Onlarca yılın ardından tezgahlarını kurup kilim dokumaya başladılar!-VİDEO

PİRHA – Nazife Aydoğan ile Suna Özcan, Sivas kültüründe önemli bir yere sahip olan kilim dokuma zanaatını Ankara’da sürdürüyor. Tezgahın başına geçtiklerinde eski yılların hissiyatını yaşadıklarını söyleyen kadınlar, geleneğin sürmesi için de çaba sarf ediyorlar.

Nazife Aydoğan, torunlarına ayırdığı zamanın ardından, Suna Özcan ise daimi çalıştığı işten fırsat buldukça Kızılırmak Yerel Dernekler Federasyonu’nun yolunu tutuyor. Sivaslı bu iki kadını bir araya getiren neden ise halı dokuma tezgahı.

66 yaşındaki Nazife Aydoğan, Şarkışla ilçesinin İlyashacı köyünden. Evlendikten sonra 18 yaşındayken Ankara’ya geldiğini belirten Aydoğan, sahip olduğu kültür ve geleneklere bir hayli bağlı yaşıyor. Geçmişi adeta bugünde yaşatan Aydoğan, kıyafet kültürünün yanı sıra kilim dokuma sanatında da bir hayli usta. Yöresel dokuma giysilerin yanı sıra çanta, yastık ve kilim de üreten Nazife Aydoğan ile zanaatına dair konuştuk.

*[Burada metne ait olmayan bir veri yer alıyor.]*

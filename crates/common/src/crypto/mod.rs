//! Symmetric encryption used for data at rest.

pub mod encryption;

pub use encryption::{EncryptedData, EncryptionService};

“DESENLERDE SEVGİ İFADELERİ VAR”

Dokuma kilim geleneğinin özellikle memleketi Şarkışla ilçesinin Emlek yöresinde çok yaygın olduğunu söyleyen Nazife Aydoğan, “Yöremizin kilimleri çok meşhurdur. Her bir desenin bir ismi var. Ayrıca, desenlerde sevgi ifadeleri de var. Bu geleneği geçmişe nazaran az biliyoruz. Bildiklerimizin çoğunu unuttuk. Çünkü devamlı dokuyamadık. Bize, okulu bitirir bitirmez bu kilimlerin nasıl dokunduğunu öğrettiler. Öncelikle heybe dokumayı öğrettiler. Özellikle tindir dokuması çok zahmetliydi. Diyelim ki işin ortasına geldin ve şaşırdın, tümünü sökeceksin Çünkü artık üstüne dokuyamazsın. Bir karış örsen de iki sıra diksen de her halükarda o yanlış sebebiyle tümünü sökmelisin. Küçükken ayrıca yastık da dokudum. Ona da yöremizde ‘çalma yastık’ derler. Sonraki aşamada ise büyüklerimiz, biz çocuklara kilim dokutmaya başlamışlardı” dedi.

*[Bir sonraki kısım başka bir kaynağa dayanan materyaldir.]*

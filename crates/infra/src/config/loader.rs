//! Configuration loader
//!
//! Loads client configuration from environment variables or files.
//!
//! ## Loading Strategy
//! 1. First, attempts to load from environment variables
//! 2. If none are set, falls back to a probed config file
//! 3. If no file exists, uses [`ClientConfig::default`]
//! 4. Supports JSON and TOML formats
//!
//! ## Environment Variables
//! - `DUOADMIN_TIMEOUT_SECS`: Per-exchange timeout in seconds
//! - `DUOADMIN_USER_AGENT`: User agent sent with every request
//! - `DUOADMIN_MAX_ATTEMPTS`: Total attempts for idempotent requests
//! - `DUOADMIN_BASE_BACKOFF_MS`: First retry delay in milliseconds
//! - `DUOADMIN_CREDENTIAL_PATH`: Encrypted credential file location
//!
//! Credentials are read separately by [`credentials_from_env`] from
//! `DUOADMIN_IKEY`, `DUOADMIN_SKEY` and `DUOADMIN_HOST`.
//!
//! ## File Locations
//! The loader probes the following paths (in order):
//! 1. `./duoadmin.toml` or `./duoadmin.json` (current working directory)
//! 2. `../duoadmin.toml` or `../duoadmin.json` (parent directory)
//! 3. Next to the executable

use std::path::{Path, PathBuf};
use std::str::FromStr;

use duoadmin_common::SecureString;
use duoadmin_core::Credentials;
use duoadmin_domain::{AdminError, ClientConfig, Result};

use crate::errors::config_io_failure;

const ENV_TIMEOUT_SECS: &str = "DUOADMIN_TIMEOUT_SECS";
const ENV_USER_AGENT: &str = "DUOADMIN_USER_AGENT";
const ENV_MAX_ATTEMPTS: &str = "DUOADMIN_MAX_ATTEMPTS";
const ENV_BASE_BACKOFF_MS: &str = "DUOADMIN_BASE_BACKOFF_MS";
const ENV_CREDENTIAL_PATH: &str = "DUOADMIN_CREDENTIAL_PATH";
const ENV_IKEY: &str = "DUOADMIN_IKEY";
const ENV_SKEY: &str = "DUOADMIN_SKEY";
const ENV_HOST: &str = "DUOADMIN_HOST";

const CONFIG_FILE_NAMES: [&str; 2] = ["duoadmin.toml", "duoadmin.json"];

/// Load configuration with automatic fallback strategy
///
/// Environment first, then a probed file, then defaults. A file that exists
/// but cannot be parsed is an error rather than a silent fallback.
pub fn load() -> Result<ClientConfig> {
    match load_from_env() {
        Ok(config) => {
            tracing::info!("Configuration loaded from environment variables");
            return Ok(config);
        }
        Err(e) => {
            tracing::debug!(error = %e, "No usable environment configuration, trying file");
        }
    }

    match probe_config_paths() {
        Some(path) => load_from_file(Some(path)),
        None => {
            tracing::debug!("No config file found, using defaults");
            Ok(ClientConfig::default())
        }
    }
}

/// Load configuration from environment variables
///
/// Unset variables keep their default. At least one variable must be set.
///
/// # Errors
/// Returns `AdminError::Config` if no variable is set or a numeric value
/// does not parse.
pub fn load_from_env() -> Result<ClientConfig> {
    let mut config = ClientConfig::default();
    let mut found = false;

    if let Some(timeout) = env_parse::<u64>(ENV_TIMEOUT_SECS)? {
        config.timeout_secs = timeout;
        found = true;
    }
    if let Some(agent) = env_opt(ENV_USER_AGENT) {
        config.user_agent = agent;
        found = true;
    }
    if let Some(attempts) = env_parse::<u32>(ENV_MAX_ATTEMPTS)? {
        config.retry.max_attempts = attempts;
        found = true;
    }
    if let Some(backoff) = env_parse::<u64>(ENV_BASE_BACKOFF_MS)? {
        config.retry.base_backoff_ms = backoff;
        found = true;
    }
    if let Some(path) = env_opt(ENV_CREDENTIAL_PATH) {
        config.credential_path = Some(PathBuf::from(path));
        found = true;
    }

    if !found {
        return Err(AdminError::Config("No DUOADMIN_* configuration variables are set".to_string()));
    }
    Ok(config)
}

/// Load configuration from a file
///
/// If `path` is `None`, probes the standard locations.
///
/// # Errors
/// Returns `AdminError::Config` if the file is missing, unreadable or
/// invalid.
pub fn load_from_file(path: Option<PathBuf>) -> Result<ClientConfig> {
    let config_path = match path {
        Some(p) => {
            if !p.exists() {
                return Err(AdminError::Config(format!("Config file not found: {}", p.display())));
            }
            p
        }
        None => probe_config_paths().ok_or_else(|| {
            AdminError::Config("No config file found in any of the standard locations".to_string())
        })?,
    };

    tracing::info!(path = %config_path.display(), "Loading configuration from file");

    let contents = std::fs::read_to_string(&config_path)
        .map_err(|e| config_io_failure("Failed to read config file", e))?;

    parse_config(&contents, &config_path)
}

/// Parse configuration, choosing the format by file extension.
fn parse_config(contents: &str, path: &Path) -> Result<ClientConfig> {
    let extension = path.extension().and_then(|e| e.to_str()).unwrap_or("json");

    match extension {
        "toml" => toml::from_str(contents)
            .map_err(|e| AdminError::Config(format!("Invalid TOML format: {}", e))),
        "json" => serde_json::from_str(contents)
            .map_err(|e| AdminError::Config(format!("Invalid JSON format: {}", e))),
        _ => Err(AdminError::Config(format!("Unsupported config format: {}", extension))),
    }
}

/// Probe the standard locations for a config file
///
/// # Returns
/// The first config file found, or `None` if no file exists.
pub fn probe_config_paths() -> Option<PathBuf> {
    let mut dirs = Vec::new();

    if let Ok(cwd) = std::env::current_dir() {
        dirs.push(cwd.clone());
        dirs.push(cwd.join(".."));
    }

    if let Ok(exe_path) = std::env::current_exe() {
        if let Some(exe_dir) = exe_path.parent() {
            dirs.push(exe_dir.to_path_buf());
        }
    }

    dirs.iter()
        .flat_map(|dir| CONFIG_FILE_NAMES.iter().map(move |name| dir.join(name)))
        .find(|path| path.is_file())
}

/// Build credentials from `DUOADMIN_IKEY`, `DUOADMIN_SKEY` and `DUOADMIN_HOST`.
///
/// # Errors
/// `AdminError::Config` when a variable is missing, `AdminError::Validation`
/// when a value is rejected.
pub fn credentials_from_env() -> Result<Credentials> {
    let integration_key = env_var(ENV_IKEY)?;
    let secret_key = SecureString::new(env_var(ENV_SKEY)?);
    let api_host = env_var(ENV_HOST)?;
    Credentials::new(integration_key, secret_key, api_host)
}

/// Get required environment variable
fn env_var(key: &str) -> Result<String> {
    std::env::var(key).map_err(|_| {
        AdminError::Config(format!("Missing required environment variable: {}", key))
    })
}

fn env_opt(key: &str) -> Option<String> {
    std::env::var(key).ok().map(|v| v.trim().to_string()).filter(|v| !v.is_empty())
}

fn env_parse<T>(key: &str) -> Result<Option<T>>
where
    T: FromStr,
    T::Err: std::fmt::Display,
{
    env_opt(key)
        .map(|raw| {
            raw.parse::<T>()
                .map_err(|e| AdminError::Config(format!("Invalid value for {key}: {e}")))
        })
        .transpose()
}

#[cfg(test)]
mod tests {
    use std::io::Write;
    use std::sync::Mutex;

    use once_cell::sync::Lazy;
    use tempfile::{Builder, NamedTempFile};

    use super::*;

    static ENV_LOCK: Lazy<Mutex<()>> = Lazy::new(|| Mutex::new(()));

    const CONFIG_VARS: [&str; 5] =
        [ENV_TIMEOUT_SECS, ENV_USER_AGENT, ENV_MAX_ATTEMPTS, ENV_BASE_BACKOFF_MS, ENV_CREDENTIAL_PATH];

    fn clear_config_env() {
        for key in CONFIG_VARS {
            std::env::remove_var(key);
        }
    }

    fn temp_config(extension: &str, contents: &str) -> NamedTempFile {
        let mut file = Builder::new().suffix(extension).tempfile().unwrap();
        file.write_all(contents.as_bytes()).unwrap();
        file
    }

    #[test]
    fn test_load_from_env_overrides_defaults() {
        let _guard = ENV_LOCK.lock().expect("env mutex poisoned");
        clear_config_env();

        std::env::set_var(ENV_TIMEOUT_SECS, "12");
        std::env::set_var(ENV_MAX_ATTEMPTS, "5");
        std::env::set_var(ENV_CREDENTIAL_PATH, "/tmp/duoadmin.enc");

        let config = load_from_env().unwrap();
        assert_eq!(config.timeout_secs, 12);
        assert_eq!(config.retry.max_attempts, 5);
        assert_eq!(config.retry.base_backoff_ms, 200);
        assert_eq!(config.credential_path, Some(PathBuf::from("/tmp/duoadmin.enc")));
        assert_eq!(config.date_header, "X-Duo-Date");

        clear_config_env();
    }

    #[test]
    fn test_load_from_env_nothing_set() {
        let _guard = ENV_LOCK.lock().expect("env mutex poisoned");
        clear_config_env();

        let err = load_from_env().unwrap_err();
        assert!(matches!(err, AdminError::Config(_)), "Should be a Config error");
    }

    #[test]
    fn test_load_from_env_invalid_number() {
        let _guard = ENV_LOCK.lock().expect("env mutex poisoned");
        clear_config_env();

        std::env::set_var(ENV_BASE_BACKOFF_MS, "soon");
        let err = load_from_env().unwrap_err();
        assert!(matches!(err, AdminError::Config(ref m) if m.contains(ENV_BASE_BACKOFF_MS)));

        clear_config_env();
    }

    #[test]
    fn test_load_prefers_environment() {
        let _guard = ENV_LOCK.lock().expect("env mutex poisoned");
        clear_config_env();

        std::env::set_var(ENV_USER_AGENT, "ops-tooling/2.0");
        let config = load().unwrap();
        assert_eq!(config.user_agent, "ops-tooling/2.0");

        clear_config_env();
    }

    #[test]
    fn test_load_from_file_json() {
        let file = temp_config(".json", r#"{"timeout_secs": 9, "retry": {"max_attempts": 2}}"#);

        let config = load_from_file(Some(file.path().to_path_buf())).unwrap();
        assert_eq!(config.timeout_secs, 9);
        assert_eq!(config.retry.max_attempts, 2);
        assert_eq!(config.retry.base_backoff_ms, 200);
    }

    #[test]
    fn test_load_from_file_toml() {
        let file = temp_config(
            ".toml",
            r#"
timeout_secs = 15
date_header = "Date"
credential_path = "/var/lib/duoadmin/creds.enc"

[retry]
max_attempts = 4
base_backoff_ms = 50
"#,
        );

        let config = load_from_file(Some(file.path().to_path_buf())).unwrap();
        assert_eq!(config.timeout_secs, 15);
        assert_eq!(config.date_header, "Date");
        assert_eq!(config.retry.max_attempts, 4);
        assert_eq!(config.credential_path, Some(PathBuf::from("/var/lib/duoadmin/creds.enc")));
    }

    #[test]
    fn test_load_from_file_not_found() {
        let result = load_from_file(Some(PathBuf::from("/nonexistent/duoadmin.json")));
        assert!(matches!(result, Err(AdminError::Config(_))), "Should be a Config error");
    }

    #[test]
    fn test_load_from_file_invalid_json() {
        let file = temp_config(".json", r#"{ "timeout_secs": "#);
        assert!(load_from_file(Some(file.path().to_path_buf())).is_err());
    }

    #[test]
    fn test_parse_config_unsupported_format() {
        let result = parse_config("timeout_secs: 3", Path::new("duoadmin.yaml"));
        assert!(result.is_err(), "Should fail with unsupported format");
    }

    #[test]
    fn test_credentials_from_env() {
        let _guard = ENV_LOCK.lock().expect("env mutex poisoned");

        std::env::set_var(ENV_IKEY, "DIXXXXXXXXXXXXXXXXXX");
        std::env::set_var(ENV_SKEY, "secret");
        std::env::set_var(ENV_HOST, "API-1234.example.com");

        let creds = credentials_from_env().unwrap();
        assert_eq!(creds.integration_key(), "DIXXXXXXXXXXXXXXXXXX");
        assert_eq!(creds.api_host(), "api-1234.example.com");

        std::env::remove_var(ENV_SKEY);
        assert!(matches!(credentials_from_env(), Err(AdminError::Config(ref m)) if m.contains(ENV_SKEY)));

        std::env::set_var(ENV_SKEY, "secret");
        std::env::set_var(ENV_HOST, "https://api-1234.example.com");
        assert!(matches!(credentials_from_env(), Err(AdminError::Validation(_))));

        for key in [ENV_IKEY, ENV_SKEY, ENV_HOST] {
            std::env::remove_var(key);
        }
    }
}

20 KİŞİDEN SADECE 2 KİŞİ KALDILAR!

Uzun aradan sonra 2011 yılında memleketi Sivas’ta kilim dokuyan kadınlara rastlamasının ardından Nazife Aydoğan’da yeniden bir istek oluşmuş.

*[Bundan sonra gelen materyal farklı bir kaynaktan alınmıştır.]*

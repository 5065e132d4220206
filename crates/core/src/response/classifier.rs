use duoadmin_domain::{AdminError, ApiFailure, RequestSummary, ResponseEnvelope, Result};
use serde::de::DeserializeOwned;
use serde_json::Value;
use tracing::{debug, warn};

use crate::admin::ports::RawResponse;

const BODY_EXCERPT_CHARS: usize = 200;

/// Turn a raw exchange into the `response` payload or a classified error.
///
/// The envelope decides success, not the HTTP status: a 200 with a failure
/// status is an API error, and a 4xx carrying a proper envelope is reported
/// with the remote code and message intact.
pub fn classify(raw: &RawResponse, request: &RequestSummary) -> Result<Value> {
    let envelope: ResponseEnvelope = match serde_json::from_slice(&raw.body) {
        Ok(envelope) => envelope,
        Err(e) => {
            warn!(http_status = raw.status, request = %request, error = %e, "response is not an envelope");
            return Err(AdminError::MalformedResponse {
                request: request.clone(),
                detail: format!(
                    "HTTP {} with unparseable body ({e}): {}",
                    raw.status,
                    excerpt(&raw.body)
                ),
            });
        }
    };

    if envelope.is_ok() {
        debug!(http_status = raw.status, request = %request, "response ok");
        return Ok(envelope.response.unwrap_or(Value::Null));
    }

    let failure = ApiFailure {
        numeric_code: envelope.numeric_code(),
        code: envelope.status,
        message: envelope.message,
        detail: envelope.message_detail,
        http_status: Some(raw.status),
        request: request.clone(),
    };
    debug!(
        http_status = raw.status,
        request = %request,
        code = ?failure.numeric_code,
        category = ?failure.category(),
        "api failure"
    );
    Err(AdminError::Api(failure))
}

/// Decode a payload into `T`, reporting shape mismatches as malformed.
pub fn decode_payload<T: DeserializeOwned>(payload: Value, request: &RequestSummary) -> Result<T> {
    serde_json::from_value(payload).map_err(|e| AdminError::MalformedResponse {
        request: request.clone(),
        detail: format!("unexpected payload shape: {e}"),
    })
}

/// Decode a list payload. Anything other than a JSON array is malformed.
pub fn decode_items<T: DeserializeOwned>(payload: Value, request: &RequestSummary) -> Result<Vec<T>> {
    match payload {
        Value::Array(items) => items
            .into_iter()
            .map(|item| decode_payload(item, request))
            .collect(),
        other => Err(AdminError::MalformedResponse {
            request: request.clone(),
            detail: format!("expected a list payload, got {}", kind(&other)),
        }),
    }
}

fn kind(value: &Value) -> &'static str {
    match value {
        Value::Null => "null",
        Value::Bool(_) => "a boolean",
        Value::Number(_) => "a number",
        Value::String(_) => "a string",
        Value::Array(_) => "an array",
        Value::Object(_) => "an object",
    }
}

fn excerpt(body: &[u8]) -> String {
    let text = String::from_utf8_lossy(body);
    let mut out: String = text.chars().take(BODY_EXCERPT_CHARS).collect();
    if text.chars().count() > BODY_EXCERPT_CHARS {
        out.push_str("...");
    }
    out
}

Ankara’da da bu işin yapılabileceğini planlayan Aydoğan, hemen eyleme geçerek hazırlıklarını yapmış. Kızılırmak Yerel Dernekler Federasyonu’nun desteğiyle iki kilim tezgahı hazırladıklarını anlatan Aydoğan, sonraki gelişmelere dair ise şunları aktardı:

“Sivas’ta eski tezgahlarda kadınların kilim dokuduklarını gördüm ve bu çok ilgimi çekmişti. Çünkü çocukluktan içimizde bir özlem var. Ardından Federasyon Başkanına bu durumu anlattım. Bir tezgah yaptırıp, kilim dokuyalım önerisini sundum. 2023 yılında bu karar alındı. Tüm malzemeleri Ulus’tan aldık. Geçmişte yengemden gördüğüm kadarıyla ıydım (kilim tezgahındaki ipleri dizili hale getirmek) ve ‘Buyurun dokuyun. Ben de başınızda hocalık yapayım’ dedim. Gördüm ki herkes bu geleneği unutmuş. Bir tek Suna Özcan başarılı oldu. Tam biz bu dokuma işine başladıktan sonra da deprem oldu ve bütün yardım için toplanan eşyalar kurulan tezgahların olduğu salona dolduruldu. O nedenle ara verdik. Son 2 aydır zaman zaman gelip kilim dokuyoruz. Yaklaşık 20 kişi ile yola çıktık ancak şu an 2 kişi kaldık.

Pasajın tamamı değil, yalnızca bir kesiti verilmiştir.